Netflix lost 200,000 subscribers globally in the first quarter of 2022—and predicts it will lose another 2 million subscribers in the second quarter.
In January, the company predicted an uptick in subscribers of about 2.5 million subscribers. Its first-quarter letter to shareholders (pdf) explained the disconnect which left it with 221.6 million subscribers total, down from 221.8 million at the end of 2021:
“Covid clouded the picture by significantly increasing our growth in 2020, leading us to believe that most of our slowing growth in 2021 was due to the Covid pull forward. Now, we believe there are four main inter-related factors at work.”
This was actually the third reason Netflix listed in its quarterly letter, but it’s by far the most interesting.
“Competition for viewing with linear TV as well as YouTube, Amazon, and Hulu has been robust for the last 15 years,” the company noted. “However, over the last three years, as traditional entertainment companies realized streaming is the future, many new streaming services have also launched.”

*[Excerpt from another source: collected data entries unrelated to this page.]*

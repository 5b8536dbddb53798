//! Shared library for edgesync.
//!
//! The core of this crate is [`sync`], the incremental artifact-sync
//! protocol: decide per file whether an upload to the device is needed,
//! using a size probe that escalates to a content digest only when the
//! sizes agree. Everything else supports it:
//!
//! - [`remote`]: the command and transfer channel traits, plus the
//!   `openssh`-backed session that implements both.
//! - [`plan`]: ordered remote steps with per-step success checks.
//! - [`timing`]: timing extraction from remote output.
//! - [`package`]: packing local directories into a single artifact.
//! - [`config`]: manifest loading and environment overrides.
//! - [`mock`]: an in-memory device for tests.
//! - [`testing`]: phase-tagged test logging.

#![deny(unsafe_code)]

pub mod config;
pub mod digest;
pub mod errors;
pub mod logging;
pub mod mock;
pub mod package;
pub mod plan;
pub mod remote;
pub mod sync;
pub mod testing;
pub mod timing;
pub mod types;

pub use config::{DeviceConfig, EdgeSyncConfig, SyncSettings};
pub use digest::DigestAlgorithm;
pub use errors::{ChannelError, ConfigError, PackageError, PlanError, SyncError};
pub use logging::{LogConfig, LogFormat, LoggingGuards, init_logging};
pub use plan::{PlanReport, RemotePlan, RemoteStep, StepCheck, StepReport, StepStatus};
pub use remote::{CommandChannel, CommandResult, TransferChannel, TransferProgress};
pub use sync::{SyncPolicy, sync_artifact, sync_batch};
pub use timing::{TimingPattern, TimingSummary};
pub use types::{SkipReason, SyncOutcome, SyncReport, TargetResult, TransferTarget};

#[cfg(unix)]
pub use remote::ssh::SshSession;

Netflix didn’t mention the new services by name, but its acknowledgment of the crowding of the space is a clear indicator that its lead position is in jeopardy.
Services like Disney+, and Apple TV+, which beat Netflix to become the first streaming service to win a Best Picture Oscar, have become too good and competitively priced (just as Netflix raises prices) for consumers to ignore.
This actually was the first factor Netflix draw attention to in its letter, saying:
[I]t’s increasingly clear that the pace of growth into our underlying addressable market (broadband homes) is partly dependent on factors we don’t directly control, like the uptake of connected TVs (since the majority of our viewing is on TVs), the adoption of on-demand entertainment, and data costs.
“We estimate that Netflix is being shared with over 100 million additional households,” on top of its actual subscriber base, the company told shareholders. “Account sharing as a percentage of our paying membership hasn’t changed much over the years,” it noted, but it’s making it harder to keep the official subscriber count growing.
Although Russia isn’t one of Netflix’s leading markets among the over 190 countries it operates in, the company cited the war in Ukraine, which resulted in Netflix’s exit from Russia, as one of the factors in its slowing growth. “Geopolitical events such as Russia’s invasion of Ukraine, and some continued disruption from covid are likely having an impact as well,” the company noted.